**WORK TO COMPLETE:** Please give again, exactly, every line of the material from the one containing "use super::*;" to the end, including both of those lines.

**AVAILABLE RECORDS:**
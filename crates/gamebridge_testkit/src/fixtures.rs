//! Database and service fixtures.

use gamebridge_core::{Bridge, Config, MetricsSample, PresenceEntry};
use gamebridge_live::LiveBus;
use gamebridge_store::Db;
use std::sync::Arc;
use tempfile::TempDir;

/// Initializes a tracing subscriber for test debugging.
///
/// Safe to call from every test; only the first call installs one.
pub fn init_test_logging() {
    use tracing_subscriber::EnvFilter;
    let _ = tracing_subscriber::fmt()
        .with_env_filter(EnvFilter::from_default_env())
        .with_test_writer()
        .try_init();
}

/// A fresh in-memory store with migrations applied.
pub fn memory_db() -> Arc<Db> {
    Arc::new(Db::open_in_memory().expect("in-memory database"))
}

/// A fresh file-backed store inside a temp directory.
///
/// Returns the directory guard alongside the handle; dropping the guard
/// deletes the database file.
pub fn file_db() -> (TempDir, Arc<Db>) {
    let dir = tempfile::tempdir().expect("temp dir");
    let path = dir.path().join("gamebridge.db");
    let db = Db::open(path.to_str().expect("utf-8 temp path")).expect("file-backed database");
    (dir, Arc::new(db))
}

/// A fully wired [`Bridge`] over an in-memory store and a fresh bus.
pub fn memory_bridge() -> Bridge {
    Bridge::new(memory_db(), Arc::new(LiveBus::new()), Config::default())
}

/// Runs `f` with a fully wired in-memory [`Bridge`].
pub fn with_bridge<F: FnOnce(&Bridge)>(f: F) {
    let bridge = memory_bridge();
    f(&bridge);
}

/// A presence entry reporting `xuid` online.
pub fn online_player(xuid: &str) -> PresenceEntry {
    PresenceEntry {
        xuid: xuid.to_string(),
        online: Some(true),
        ..PresenceEntry::default()
    }
}

/// A presence entry reporting `xuid` offline.
pub fn offline_player(xuid: &str) -> PresenceEntry {
    PresenceEntry {
        xuid: xuid.to_string(),
        online: Some(false),
        ..PresenceEntry::default()
    }
}

/// A plausible healthy telemetry sample.
pub fn healthy_sample() -> MetricsSample {
    MetricsSample {
        ram_used_mb: Some(2048),
        ram_max_mb: Some(4096),
        cpu_load: Some(0.35),
        players_online: Some(12),
        players_max: Some(100),
        tps: Some(19.9),
        rx_kbps: Some(150.0),
        tx_kbps: Some(90.0),
    }
}

#[cfg(test)]
mod tests {
    use super::*;

    #[test]
    fn fixtures_build() {
        with_bridge(|bridge| {
            assert!(bridge.db().ping());
        });
        let (_dir, db) = file_db();
        assert!(db.ping());
    }
}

**REPLY:**
    use super::*;

    #[test]
    fn fixtures_build() {
        with_bridge(|bridge| {
            assert!(bridge.db().ping());
        });
        let (_dir, db) = file_db();
        assert!(db.ping());
    }
}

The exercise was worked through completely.